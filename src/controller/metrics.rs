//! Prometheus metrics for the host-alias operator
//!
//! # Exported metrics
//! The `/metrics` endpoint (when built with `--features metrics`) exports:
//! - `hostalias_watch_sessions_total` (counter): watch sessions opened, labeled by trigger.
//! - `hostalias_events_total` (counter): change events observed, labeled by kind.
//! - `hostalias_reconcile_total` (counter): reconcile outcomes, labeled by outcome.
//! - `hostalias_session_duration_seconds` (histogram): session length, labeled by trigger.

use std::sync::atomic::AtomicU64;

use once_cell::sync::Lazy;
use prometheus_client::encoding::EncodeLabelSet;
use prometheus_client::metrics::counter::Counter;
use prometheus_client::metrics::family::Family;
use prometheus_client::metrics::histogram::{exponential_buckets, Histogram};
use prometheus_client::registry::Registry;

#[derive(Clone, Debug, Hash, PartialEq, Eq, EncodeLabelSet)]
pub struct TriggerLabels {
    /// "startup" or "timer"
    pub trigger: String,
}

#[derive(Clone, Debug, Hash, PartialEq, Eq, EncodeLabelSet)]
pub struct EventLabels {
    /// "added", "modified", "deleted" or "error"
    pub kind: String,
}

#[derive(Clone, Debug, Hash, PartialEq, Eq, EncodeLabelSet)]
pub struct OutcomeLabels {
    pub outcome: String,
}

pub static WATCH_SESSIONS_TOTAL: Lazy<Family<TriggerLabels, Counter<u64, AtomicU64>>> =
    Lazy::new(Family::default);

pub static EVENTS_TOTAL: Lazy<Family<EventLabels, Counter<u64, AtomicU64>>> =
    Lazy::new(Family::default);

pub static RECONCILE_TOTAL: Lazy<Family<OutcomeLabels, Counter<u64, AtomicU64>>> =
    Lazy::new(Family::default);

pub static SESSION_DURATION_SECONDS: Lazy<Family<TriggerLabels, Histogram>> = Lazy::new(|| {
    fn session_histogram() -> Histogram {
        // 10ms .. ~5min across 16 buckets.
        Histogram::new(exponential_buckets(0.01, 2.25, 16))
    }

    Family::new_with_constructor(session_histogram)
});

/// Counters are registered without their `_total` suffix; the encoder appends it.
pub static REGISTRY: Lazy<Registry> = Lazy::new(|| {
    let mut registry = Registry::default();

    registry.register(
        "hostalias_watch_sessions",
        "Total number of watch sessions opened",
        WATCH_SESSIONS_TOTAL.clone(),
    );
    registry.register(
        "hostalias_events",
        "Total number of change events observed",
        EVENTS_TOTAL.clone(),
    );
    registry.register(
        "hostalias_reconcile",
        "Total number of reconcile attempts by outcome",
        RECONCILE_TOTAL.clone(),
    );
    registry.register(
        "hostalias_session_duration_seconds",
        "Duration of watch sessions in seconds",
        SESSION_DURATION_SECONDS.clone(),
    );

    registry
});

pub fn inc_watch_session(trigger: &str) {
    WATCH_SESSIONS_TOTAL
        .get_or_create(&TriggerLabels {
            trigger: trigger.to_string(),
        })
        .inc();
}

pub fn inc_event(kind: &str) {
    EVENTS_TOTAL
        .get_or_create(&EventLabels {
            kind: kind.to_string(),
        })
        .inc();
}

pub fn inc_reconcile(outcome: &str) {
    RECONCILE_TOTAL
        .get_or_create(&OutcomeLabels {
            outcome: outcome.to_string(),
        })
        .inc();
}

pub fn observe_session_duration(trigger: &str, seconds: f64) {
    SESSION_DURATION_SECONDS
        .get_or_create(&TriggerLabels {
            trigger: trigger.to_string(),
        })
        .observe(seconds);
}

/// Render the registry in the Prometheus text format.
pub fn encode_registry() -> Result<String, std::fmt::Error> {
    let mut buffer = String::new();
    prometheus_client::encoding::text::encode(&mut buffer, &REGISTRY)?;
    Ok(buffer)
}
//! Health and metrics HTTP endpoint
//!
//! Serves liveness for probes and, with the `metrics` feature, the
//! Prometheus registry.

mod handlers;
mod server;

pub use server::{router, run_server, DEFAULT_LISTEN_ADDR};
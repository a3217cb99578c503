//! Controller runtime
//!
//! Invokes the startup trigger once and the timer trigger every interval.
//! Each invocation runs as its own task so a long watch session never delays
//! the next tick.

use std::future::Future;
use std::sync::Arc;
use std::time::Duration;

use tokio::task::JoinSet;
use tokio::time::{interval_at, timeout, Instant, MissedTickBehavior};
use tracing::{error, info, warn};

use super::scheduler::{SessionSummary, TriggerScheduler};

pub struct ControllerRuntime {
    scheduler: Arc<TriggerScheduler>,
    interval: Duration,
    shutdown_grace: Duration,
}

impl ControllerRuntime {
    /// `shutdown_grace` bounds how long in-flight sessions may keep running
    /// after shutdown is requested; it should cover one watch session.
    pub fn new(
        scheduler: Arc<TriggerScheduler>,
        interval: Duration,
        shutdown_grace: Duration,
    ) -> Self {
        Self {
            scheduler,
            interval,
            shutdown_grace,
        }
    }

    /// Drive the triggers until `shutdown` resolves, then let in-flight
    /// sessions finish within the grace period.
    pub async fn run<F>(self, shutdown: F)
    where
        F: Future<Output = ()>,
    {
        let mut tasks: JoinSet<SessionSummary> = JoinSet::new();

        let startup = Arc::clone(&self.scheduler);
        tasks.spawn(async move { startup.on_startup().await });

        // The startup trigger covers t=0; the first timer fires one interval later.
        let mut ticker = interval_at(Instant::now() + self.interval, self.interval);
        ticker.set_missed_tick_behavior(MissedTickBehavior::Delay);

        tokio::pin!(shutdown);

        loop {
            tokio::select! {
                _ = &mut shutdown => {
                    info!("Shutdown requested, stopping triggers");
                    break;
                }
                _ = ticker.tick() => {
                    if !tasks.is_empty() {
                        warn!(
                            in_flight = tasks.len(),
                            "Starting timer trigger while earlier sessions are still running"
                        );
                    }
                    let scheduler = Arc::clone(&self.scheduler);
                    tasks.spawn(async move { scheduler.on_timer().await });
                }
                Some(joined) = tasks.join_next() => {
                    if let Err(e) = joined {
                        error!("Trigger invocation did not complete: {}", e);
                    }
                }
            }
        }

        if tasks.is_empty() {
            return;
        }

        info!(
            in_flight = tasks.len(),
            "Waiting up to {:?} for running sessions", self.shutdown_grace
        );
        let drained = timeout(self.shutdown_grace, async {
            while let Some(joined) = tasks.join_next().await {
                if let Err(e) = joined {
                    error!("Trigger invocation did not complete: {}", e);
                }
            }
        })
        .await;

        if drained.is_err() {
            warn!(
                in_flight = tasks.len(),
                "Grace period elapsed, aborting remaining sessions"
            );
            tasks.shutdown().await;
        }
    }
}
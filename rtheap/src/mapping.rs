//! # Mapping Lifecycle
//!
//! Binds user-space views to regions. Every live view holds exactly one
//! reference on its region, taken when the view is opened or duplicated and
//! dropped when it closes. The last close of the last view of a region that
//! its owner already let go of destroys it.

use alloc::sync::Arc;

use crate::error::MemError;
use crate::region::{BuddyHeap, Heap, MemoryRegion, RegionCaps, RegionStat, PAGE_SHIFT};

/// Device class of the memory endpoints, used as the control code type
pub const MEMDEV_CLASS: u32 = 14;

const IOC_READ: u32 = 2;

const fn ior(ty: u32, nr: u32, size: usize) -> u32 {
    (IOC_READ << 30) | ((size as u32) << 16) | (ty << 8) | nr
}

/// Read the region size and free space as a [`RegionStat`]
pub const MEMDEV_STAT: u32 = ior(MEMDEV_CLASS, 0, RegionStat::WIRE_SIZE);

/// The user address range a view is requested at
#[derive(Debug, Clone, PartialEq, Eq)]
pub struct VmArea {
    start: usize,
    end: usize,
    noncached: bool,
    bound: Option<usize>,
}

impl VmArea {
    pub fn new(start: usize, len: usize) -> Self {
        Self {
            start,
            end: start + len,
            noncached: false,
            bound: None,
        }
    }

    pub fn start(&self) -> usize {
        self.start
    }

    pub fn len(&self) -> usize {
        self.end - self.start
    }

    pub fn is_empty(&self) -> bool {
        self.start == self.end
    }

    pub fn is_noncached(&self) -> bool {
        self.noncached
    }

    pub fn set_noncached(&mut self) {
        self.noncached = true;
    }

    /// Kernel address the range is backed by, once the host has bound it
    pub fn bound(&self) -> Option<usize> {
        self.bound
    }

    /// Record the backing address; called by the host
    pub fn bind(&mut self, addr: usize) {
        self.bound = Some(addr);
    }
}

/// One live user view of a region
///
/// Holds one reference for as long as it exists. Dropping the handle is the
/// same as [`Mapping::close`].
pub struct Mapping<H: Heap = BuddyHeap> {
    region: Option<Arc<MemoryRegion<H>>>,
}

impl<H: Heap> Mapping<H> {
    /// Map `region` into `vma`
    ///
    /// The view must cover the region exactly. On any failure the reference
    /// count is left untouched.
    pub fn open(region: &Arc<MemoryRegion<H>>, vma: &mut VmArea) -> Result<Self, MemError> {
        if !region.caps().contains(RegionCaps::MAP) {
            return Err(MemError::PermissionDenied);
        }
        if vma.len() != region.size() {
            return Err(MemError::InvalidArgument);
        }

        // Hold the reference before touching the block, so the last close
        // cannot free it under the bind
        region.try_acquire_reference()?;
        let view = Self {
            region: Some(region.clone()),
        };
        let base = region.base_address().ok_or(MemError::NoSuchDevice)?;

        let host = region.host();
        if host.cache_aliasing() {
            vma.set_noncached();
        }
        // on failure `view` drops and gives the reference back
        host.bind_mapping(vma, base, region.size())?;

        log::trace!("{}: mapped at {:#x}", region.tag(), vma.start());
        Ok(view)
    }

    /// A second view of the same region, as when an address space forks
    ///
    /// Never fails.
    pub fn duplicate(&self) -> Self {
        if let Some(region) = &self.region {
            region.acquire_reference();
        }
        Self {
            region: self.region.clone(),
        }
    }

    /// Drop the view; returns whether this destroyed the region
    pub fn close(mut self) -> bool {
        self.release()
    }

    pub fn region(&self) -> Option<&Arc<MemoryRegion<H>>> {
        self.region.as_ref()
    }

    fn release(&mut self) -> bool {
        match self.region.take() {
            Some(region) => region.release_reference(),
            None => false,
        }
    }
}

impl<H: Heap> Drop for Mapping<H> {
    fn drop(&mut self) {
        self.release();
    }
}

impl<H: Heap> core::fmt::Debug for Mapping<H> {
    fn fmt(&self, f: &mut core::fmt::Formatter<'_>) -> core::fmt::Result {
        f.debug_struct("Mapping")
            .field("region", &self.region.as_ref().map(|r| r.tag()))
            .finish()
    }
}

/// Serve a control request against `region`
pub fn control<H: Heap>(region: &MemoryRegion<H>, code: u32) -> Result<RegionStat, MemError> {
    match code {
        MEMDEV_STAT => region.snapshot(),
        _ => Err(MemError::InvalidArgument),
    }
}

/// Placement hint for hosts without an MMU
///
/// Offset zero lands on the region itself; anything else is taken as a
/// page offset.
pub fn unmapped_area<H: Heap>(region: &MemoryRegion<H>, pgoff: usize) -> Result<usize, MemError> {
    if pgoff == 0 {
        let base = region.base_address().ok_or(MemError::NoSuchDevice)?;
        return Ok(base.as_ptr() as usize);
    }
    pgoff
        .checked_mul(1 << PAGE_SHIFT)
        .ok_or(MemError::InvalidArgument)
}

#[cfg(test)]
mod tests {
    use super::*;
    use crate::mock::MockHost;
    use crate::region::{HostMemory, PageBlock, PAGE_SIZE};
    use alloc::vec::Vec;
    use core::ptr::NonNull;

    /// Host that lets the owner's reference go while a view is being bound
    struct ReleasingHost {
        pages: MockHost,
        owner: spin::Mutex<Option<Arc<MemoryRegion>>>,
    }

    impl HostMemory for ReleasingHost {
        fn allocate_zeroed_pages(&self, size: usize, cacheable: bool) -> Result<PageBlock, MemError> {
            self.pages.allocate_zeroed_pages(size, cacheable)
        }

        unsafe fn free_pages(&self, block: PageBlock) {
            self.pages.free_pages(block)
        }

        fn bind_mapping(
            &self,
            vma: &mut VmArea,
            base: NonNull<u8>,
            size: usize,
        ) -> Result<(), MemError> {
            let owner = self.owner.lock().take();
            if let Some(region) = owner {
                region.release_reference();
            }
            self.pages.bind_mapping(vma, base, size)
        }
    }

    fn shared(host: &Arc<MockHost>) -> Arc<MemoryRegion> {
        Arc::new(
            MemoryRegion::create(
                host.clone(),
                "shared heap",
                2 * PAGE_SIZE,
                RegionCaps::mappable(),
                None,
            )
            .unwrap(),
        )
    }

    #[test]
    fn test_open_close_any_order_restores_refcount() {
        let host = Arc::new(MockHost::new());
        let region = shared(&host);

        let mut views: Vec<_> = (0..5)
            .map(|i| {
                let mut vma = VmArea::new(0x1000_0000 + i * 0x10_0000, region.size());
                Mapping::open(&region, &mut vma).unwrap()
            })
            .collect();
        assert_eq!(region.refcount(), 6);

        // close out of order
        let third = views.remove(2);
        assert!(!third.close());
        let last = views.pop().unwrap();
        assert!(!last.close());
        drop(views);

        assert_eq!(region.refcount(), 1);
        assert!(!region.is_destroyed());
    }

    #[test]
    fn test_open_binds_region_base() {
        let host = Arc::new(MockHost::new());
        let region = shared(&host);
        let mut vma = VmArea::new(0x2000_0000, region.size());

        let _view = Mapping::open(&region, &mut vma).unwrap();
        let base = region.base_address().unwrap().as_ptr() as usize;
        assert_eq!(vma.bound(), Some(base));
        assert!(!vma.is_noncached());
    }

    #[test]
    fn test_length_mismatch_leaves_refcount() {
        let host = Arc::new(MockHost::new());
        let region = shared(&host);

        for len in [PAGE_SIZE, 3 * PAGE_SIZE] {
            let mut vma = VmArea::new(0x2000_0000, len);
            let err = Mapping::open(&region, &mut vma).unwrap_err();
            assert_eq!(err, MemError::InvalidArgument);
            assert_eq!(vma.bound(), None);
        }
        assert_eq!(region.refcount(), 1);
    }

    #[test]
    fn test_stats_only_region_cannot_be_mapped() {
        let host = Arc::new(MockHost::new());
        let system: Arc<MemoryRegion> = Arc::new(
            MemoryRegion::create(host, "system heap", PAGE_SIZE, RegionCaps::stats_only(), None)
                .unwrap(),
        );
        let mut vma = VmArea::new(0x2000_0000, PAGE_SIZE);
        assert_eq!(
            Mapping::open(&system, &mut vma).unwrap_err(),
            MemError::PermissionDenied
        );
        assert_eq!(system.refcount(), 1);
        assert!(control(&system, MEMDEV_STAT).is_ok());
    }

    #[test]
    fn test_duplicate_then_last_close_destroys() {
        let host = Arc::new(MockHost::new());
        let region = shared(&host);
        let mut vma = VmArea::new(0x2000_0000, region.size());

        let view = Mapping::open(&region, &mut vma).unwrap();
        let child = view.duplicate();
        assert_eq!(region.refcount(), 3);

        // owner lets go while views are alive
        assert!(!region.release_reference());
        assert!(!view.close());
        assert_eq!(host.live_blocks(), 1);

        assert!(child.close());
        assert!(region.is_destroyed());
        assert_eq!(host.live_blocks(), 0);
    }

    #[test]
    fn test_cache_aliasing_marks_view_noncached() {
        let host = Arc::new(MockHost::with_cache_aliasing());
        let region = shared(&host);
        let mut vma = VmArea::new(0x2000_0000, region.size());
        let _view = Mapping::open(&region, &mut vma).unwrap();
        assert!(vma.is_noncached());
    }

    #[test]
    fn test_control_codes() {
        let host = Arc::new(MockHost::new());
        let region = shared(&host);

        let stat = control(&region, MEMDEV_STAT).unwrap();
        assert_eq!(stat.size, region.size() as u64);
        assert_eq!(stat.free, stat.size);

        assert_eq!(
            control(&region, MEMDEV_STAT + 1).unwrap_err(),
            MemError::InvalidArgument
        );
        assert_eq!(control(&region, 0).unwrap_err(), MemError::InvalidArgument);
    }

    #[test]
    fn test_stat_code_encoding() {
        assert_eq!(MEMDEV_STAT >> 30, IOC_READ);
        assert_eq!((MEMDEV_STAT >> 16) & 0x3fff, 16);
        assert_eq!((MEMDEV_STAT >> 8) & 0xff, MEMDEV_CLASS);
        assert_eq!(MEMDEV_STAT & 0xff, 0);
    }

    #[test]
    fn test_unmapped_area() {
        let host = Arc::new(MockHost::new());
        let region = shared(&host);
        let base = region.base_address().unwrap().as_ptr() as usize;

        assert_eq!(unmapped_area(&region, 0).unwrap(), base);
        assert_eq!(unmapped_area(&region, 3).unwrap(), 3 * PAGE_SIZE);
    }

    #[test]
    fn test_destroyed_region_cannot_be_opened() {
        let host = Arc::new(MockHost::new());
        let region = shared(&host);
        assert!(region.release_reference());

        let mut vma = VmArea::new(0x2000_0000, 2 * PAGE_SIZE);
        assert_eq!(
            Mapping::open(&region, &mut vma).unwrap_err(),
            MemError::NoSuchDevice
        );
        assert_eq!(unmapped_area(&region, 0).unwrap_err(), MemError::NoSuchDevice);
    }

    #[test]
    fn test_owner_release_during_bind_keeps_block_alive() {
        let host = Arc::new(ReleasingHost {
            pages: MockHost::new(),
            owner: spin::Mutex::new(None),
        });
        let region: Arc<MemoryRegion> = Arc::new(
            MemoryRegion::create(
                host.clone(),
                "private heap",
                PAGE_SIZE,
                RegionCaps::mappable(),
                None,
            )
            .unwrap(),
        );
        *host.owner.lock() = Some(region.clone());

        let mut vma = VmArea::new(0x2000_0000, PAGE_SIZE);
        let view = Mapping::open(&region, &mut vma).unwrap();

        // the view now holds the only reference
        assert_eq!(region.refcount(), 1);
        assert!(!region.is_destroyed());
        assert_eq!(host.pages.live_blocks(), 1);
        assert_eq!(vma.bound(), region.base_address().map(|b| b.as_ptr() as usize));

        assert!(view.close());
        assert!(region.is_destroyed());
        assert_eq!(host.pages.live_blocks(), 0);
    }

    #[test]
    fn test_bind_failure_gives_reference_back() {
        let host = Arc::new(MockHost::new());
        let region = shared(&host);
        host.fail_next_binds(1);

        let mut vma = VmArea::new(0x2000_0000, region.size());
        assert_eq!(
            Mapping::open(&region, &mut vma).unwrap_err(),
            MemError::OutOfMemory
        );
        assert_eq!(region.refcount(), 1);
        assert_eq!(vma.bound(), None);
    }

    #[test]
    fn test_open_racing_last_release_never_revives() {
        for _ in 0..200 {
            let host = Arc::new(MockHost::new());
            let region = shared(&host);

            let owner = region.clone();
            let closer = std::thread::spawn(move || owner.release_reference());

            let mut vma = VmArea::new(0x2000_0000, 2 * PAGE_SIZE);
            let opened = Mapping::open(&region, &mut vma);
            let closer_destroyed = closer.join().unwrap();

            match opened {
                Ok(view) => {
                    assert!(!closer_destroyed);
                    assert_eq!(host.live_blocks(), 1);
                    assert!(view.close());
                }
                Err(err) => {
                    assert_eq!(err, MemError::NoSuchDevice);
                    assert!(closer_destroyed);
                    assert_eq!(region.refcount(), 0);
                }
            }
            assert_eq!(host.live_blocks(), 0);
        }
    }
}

■ ■ ■

Within the entries, find all lines that contain "RegionCaps" and copy each one.

use crate::region::{BuddyHeap, Heap, MemoryRegion, RegionCaps, RegionStat, PAGE_SHIFT};
        if !region.caps().contains(RegionCaps::MAP) {
                RegionCaps::mappable(),
            MemoryRegion::create(host, "system heap", PAGE_SIZE, RegionCaps::stats_only(), None)
                RegionCaps::mappable(),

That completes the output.